How to extract text from a PDF as JSON

Contents hide

3 Converting Structured PDF files to JSON

Some PDF files can be “tagged” which means they contain information about the structure of the file. This structure is embedded as metadata within the PDF and is made up of a hierarchy of tags that label elements such as headings, paragraphs, lists, tables, and images.

This is very similar to HTML where text is contained within elements that have meaning, such as <p> for paragraph, or <table> for table.

If a PDF file does contain structured content (also known as marked content), then it can be processed and converted into other formats.

What is JSON?

A JSON file (short for JavaScript Object Notation) is a lightweight, text-based format used for storing and exchanging structured data between systems.

It represents data as key-value pairs and arrays, making it easy for both machines and developers to read and write. JSON is commonly used in web applications to transmit data between server and a client, and is natively supported by most programming languages.

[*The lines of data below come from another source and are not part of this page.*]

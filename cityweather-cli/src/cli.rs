use anyhow::{Context, anyhow};
use clap::{ArgAction, Parser, Subcommand};
use cityweather_core::{Config, SuggestionSource, Units, fetch, provider_from_config};
use inquire::{Password, PasswordDisplayMode, Select, required};
use tracing::debug;

use crate::{interactive, render};

/// Top-level CLI struct.
#[derive(Debug, Parser)]
#[command(name = "cityweather", version, about = "City weather lookup")]
pub struct Cli {
    /// Unit system for this run: metric or imperial. Defaults to the configured one.
    #[arg(long, global = true)]
    pub units: Option<Units>,

    /// More diagnostics on stderr (-v, -vv, -vvv).
    #[arg(short, long, global = true, action = ArgAction::Count)]
    pub verbose: u8,

    /// Without a subcommand an interactive session starts.
    #[command(subcommand)]
    pub command: Option<Command>,
}

#[derive(Debug, Subcommand)]
pub enum Command {
    /// Store the OpenWeather API key and the default unit system.
    Configure,

    /// Show current weather and forecast for a city.
    Show {
        /// City name, e.g. "London".
        city: String,
    },

    /// List known city names matching some text.
    Suggest {
        text: String,
    },

    /// Search cities interactively, with autosuggest and a unit toggle.
    Interactive,
}

impl Cli {
    pub async fn run(self) -> anyhow::Result<()> {
        let config = Config::load()?;
        let units = self.units.unwrap_or(config.units);
        debug!(%units, cities = config.cities.len(), "configuration loaded");

        match self.command.unwrap_or(Command::Interactive) {
            Command::Configure => configure(config),
            Command::Show { city } => show(&config, &city, units).await,
            Command::Suggest { text } => {
                for city in config.catalog().candidates(&text) {
                    println!("{city}");
                }
                Ok(())
            }
            Command::Interactive => interactive::run(&config, units).await,
        }
    }
}

async fn show(config: &Config, city: &str, units: Units) -> anyhow::Result<()> {
    let provider = provider_from_config(config)?;

    let report = fetch(&provider, city, units)
        .await
        .map_err(|err| anyhow!(err.user_message()))?;

    print!("{}", render::report(&report));
    Ok(())
}

fn configure(mut config: Config) -> anyhow::Result<()> {
    let api_key = Password::new("OpenWeather API key:")
        .with_display_mode(PasswordDisplayMode::Masked)
        .with_validator(required!("An API key is required"))
        .without_confirmation()
        .prompt()
        .context("Failed to read API key")?;

    let cursor = match config.units {
        Units::Metric => 0,
        Units::Imperial => 1,
    };
    let units = Select::new("Default unit system:", vec![Units::Metric, Units::Imperial])
        .with_starting_cursor(cursor)
        .prompt()
        .context("Failed to read unit system")?;

    config.set_api_key(api_key.trim().to_string());
    config.units = units;
    config.save()?;

    println!("Configuration saved to {}", Config::config_file_path()?.display());
    Ok(())
}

Despite its origin in JavaScript, JSON is language-independent and has become a universal data format across APIs and software systems.

PDF vs JSON

Both formats serve distinct purposes, PDF preserves the fixed visual layout of a document, making it idea for sharing print-ready content like reports, contracts and official documents. It’s widely used when consistent appearance and layout across devices are critical, and is on the most universally supported document formats.

In contrast, JSON is designed for data exchange and storage, not presentation. JSON is commonly used in web development, APIs, and software applications to sent structured data like user profiles, settings, or real-time content between servers and clients.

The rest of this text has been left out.